Saturday, 02 de November de 2024 ISSN 1519-7670 - Ano 24 - nº 1312

A propósito de um filme

Não estou bem seguro mais do ano. Porém, acho que foi em 1976 – ou teria sido em 1977? O fato é que, convocado por Georges Fournial, histórico dirigente do Partido Comunista Francês, eu fui assistir, em companhia de outros amigos brasileiros radicados em Paris, a um depoimento de Luiz Carlos Prestes sobre a lendária Coluna que ele comandara no Brasil meio século antes. A Coluna Prestes, justamente. Mais do que um filme, nós todos assimilamos uma verdadeira aula de História do Brasil. Com o próprio professor por personagem principal. Com Prestes por testemunha.

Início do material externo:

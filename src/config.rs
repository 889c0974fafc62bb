//! Service configuration
//!
//! Defaults mirror a stock Claude Code installation: history and settings
//! under `~/.claude`, the `claude` binary on PATH, and the service working
//! directory as the browsing root.

use std::path::PathBuf;
use std::time::Duration;

/// Default HTTP listen port, overridable via `PORT`
const DEFAULT_PORT: u16 = 3001;

/// Time bound for one synchronous agent invocation
const DEFAULT_INVOKE_TIMEOUT: Duration = Duration::from_secs(60);

/// Time bound for quick-command execution
const DEFAULT_EXECUTE_TIMEOUT: Duration = Duration::from_secs(30);

/// Per-stream output cap for agent invocations (5 MiB)
const DEFAULT_MAX_OUTPUT_BYTES: usize = 5 * 1024 * 1024;

/// File size cap for the files read endpoint (1 MiB)
const DEFAULT_MAX_READ_BYTES: u64 = 1024 * 1024;

/// Configuration for the dashboard service
#[derive(Debug, Clone)]
pub struct DeckConfig {
    /// Directory holding the agent's configuration and history (`~/.claude`)
    pub claude_dir: PathBuf,
    /// Agent CLI command name
    pub agent_command: String,
    /// HTTP listen port
    pub port: u16,
    /// Root served by the files API; also the agent's working directory
    pub files_root: PathBuf,
    /// Timeout for one chat-turn invocation
    pub invoke_timeout: Duration,
    /// Timeout for quick-command execution
    pub execute_timeout: Duration,
    /// Per-stream output cap for agent invocations
    pub max_output_bytes: usize,
    /// File size cap for the files read endpoint
    pub max_read_bytes: u64,
}

impl Default for DeckConfig {
    fn default() -> Self {
        Self {
            claude_dir: dirs::home_dir()
                .unwrap_or_else(|| PathBuf::from("."))
                .join(".claude"),
            agent_command: "claude".to_string(),
            port: DEFAULT_PORT,
            files_root: std::env::current_dir().unwrap_or_else(|_| PathBuf::from(".")),
            invoke_timeout: DEFAULT_INVOKE_TIMEOUT,
            execute_timeout: DEFAULT_EXECUTE_TIMEOUT,
            max_output_bytes: DEFAULT_MAX_OUTPUT_BYTES,
            max_read_bytes: DEFAULT_MAX_READ_BYTES,
        }
    }
}

impl DeckConfig {
    /// Create a new builder for `DeckConfig`
    #[must_use]
    pub fn builder() -> DeckConfigBuilder {
        DeckConfigBuilder::default()
    }

    /// Defaults with environment overrides applied (`PORT`)
    #[must_use]
    pub fn from_env() -> Self {
        let mut config = Self::default();
        if let Ok(port) = std::env::var("PORT")
            && let Ok(port) = port.parse()
        {
            config.port = port;
        }
        config
    }

    /// Path of the append-only history log
    #[must_use]
    pub fn history_path(&self) -> PathBuf {
        self.claude_dir.join("history.jsonl")
    }

    /// Path of the agent settings file
    #[must_use]
    pub fn settings_path(&self) -> PathBuf {
        self.claude_dir.join("settings.json")
    }

    /// Path of the local (permissions) settings file
    #[must_use]
    pub fn local_settings_path(&self) -> PathBuf {
        self.claude_dir.join("settings.local.json")
    }

    /// Directory of per-session todo files
    #[must_use]
    pub fn todos_dir(&self) -> PathBuf {
        self.claude_dir.join("todos")
    }
}

/// Builder for `DeckConfig`
#[derive(Debug, Default)]
pub struct DeckConfigBuilder {
    config: DeckConfig,
}

impl DeckConfigBuilder {
    /// Set the agent configuration directory
    #[must_use]
    pub fn claude_dir(mut self, path: impl Into<PathBuf>) -> Self {
        self.config.claude_dir = path.into();
        self
    }

    /// Set the agent CLI command name
    #[must_use]
    pub fn agent_command(mut self, command: impl Into<String>) -> Self {
        self.config.agent_command = command.into();
        self
    }

    /// Set the HTTP listen port
    #[must_use]
    pub fn port(mut self, port: u16) -> Self {
        self.config.port = port;
        self
    }

    /// Set the files API root / agent working directory
    #[must_use]
    pub fn files_root(mut self, path: impl Into<PathBuf>) -> Self {
        self.config.files_root = path.into();
        self
    }

    /// Set the chat-turn invocation timeout
    #[must_use]
    pub fn invoke_timeout(mut self, timeout: Duration) -> Self {
        self.config.invoke_timeout = timeout;
        self
    }

    /// Set the per-stream invocation output cap
    #[must_use]
    pub fn max_output_bytes(mut self, bytes: usize) -> Self {
        self.config.max_output_bytes = bytes;
        self
    }

    /// Build the configuration
    #[must_use]
    pub fn build(self) -> DeckConfig {
        self.config
    }
}
//! # agentdeck
//!
//! A local dashboard service that supervises an interactive Claude Code
//! session: it keeps the append-only chat history, derives session views
//! from it, probes the agent process for liveness, and relays chat messages
//! to the agent CLI.
//!
//! ## Architecture
//!
//! - [`history`]: the JSONL message log and the session views derived from it
//! - [`probe`]: agent liveness detection behind the [`AgentProbe`] seam
//! - [`relay`]: one chat turn end to end, with fixed fallback replies
//! - [`server`]: the axum HTTP surface
//! - [`config`]: service configuration
//! - [`error`]: error types and handling
//!
//! The history file is the single source of truth: sessions are never
//! cached, they are recomputed from a full scan on every read. All log
//! mutations are serialized through one writer lock per log, so a session
//! delete can never lose a concurrent append.
//!
//! ## Quick start
//!
//! ```no_run
//! use std::sync::Arc;
//! use agentdeck::{AppState, DeckConfig};
//! use agentdeck::probe::ProcessTableProbe;
//! use agentdeck::relay::CliInvoker;
//!
//! # async fn example() -> std::io::Result<()> {
//! let config = DeckConfig::from_env();
//! let probe = Arc::new(ProcessTableProbe::new(&config.agent_command));
//! let invoker = Arc::new(CliInvoker::new(
//!     &config.agent_command,
//!     config.files_root.clone(),
//!     config.invoke_timeout,
//!     config.max_output_bytes,
//! ));
//!
//! let state = AppState::new(config, probe, invoker);
//! let handle = agentdeck::server::start(state).await?;
//! handle.wait().await;
//! # Ok(())
//! # }
//! ```
//!
//! ## Error handling
//!
//! All fallible operations return [`Result<T, DeckError>`](Result). Agent
//! failures during a chat turn (not running, timeout, bad exit) are not
//! errors: the relay converts them into normal assistant replies so the UI
//! stays responsive, and logs both sides of the exchange either way.

#![warn(missing_docs)]
#![warn(clippy::all)]

pub mod config;
pub mod error;
pub mod history;
pub mod probe;
pub mod relay;
pub mod server;

// Re-export commonly used types for external API
pub use config::{DeckConfig, DeckConfigBuilder};
pub use error::{DeckError, Result};
pub use history::log::MessageLog;
pub use history::record::{MessageRecord, PastedContent, Role};
pub use history::sessions::{
    MessagePage, SessionDetail, SessionMessage, SessionSummary, list_sessions, page_messages,
    session_detail,
};
pub use probe::{AgentProbe, AgentStatus, ProcessTableProbe};
pub use relay::{AgentInvoker, ChatRelay, ChatReply, CliInvoker, InvokeOutcome};
pub use server::{AppState, ServerHandle, build_router};

/// Version of the service
pub const VERSION: &str = env!("CARGO_PKG_VERSION");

O evento se deu em uma sala de teatro, improvisada, se me lembro bem, em sala de cinema. A casa estava lotada – certamente se agrupavam ali três ou quatro centenas de pessoas. Por essa época, eu ainda não conhecia pessoalmente Luiz Carlos Prestes, de quem meu pai era um velho e querido companheiro de lutas partidárias. E era normal até que eu não o conhecesse: o Velho, como era carinhosamente chamado pelos seus companheiros do Partido Comunista Brasileiro, o Partidão, vivera grande parte de sua vida na clandestinidade mais absoluta, cadeia ou, então, no exílio. Sua dedicação à causa da liberdade, sua coragem e sofrimento impressionaram homens como o poeta chileno Pablo Neruda. E Neruda não era de se deixar impressionar com facilidade.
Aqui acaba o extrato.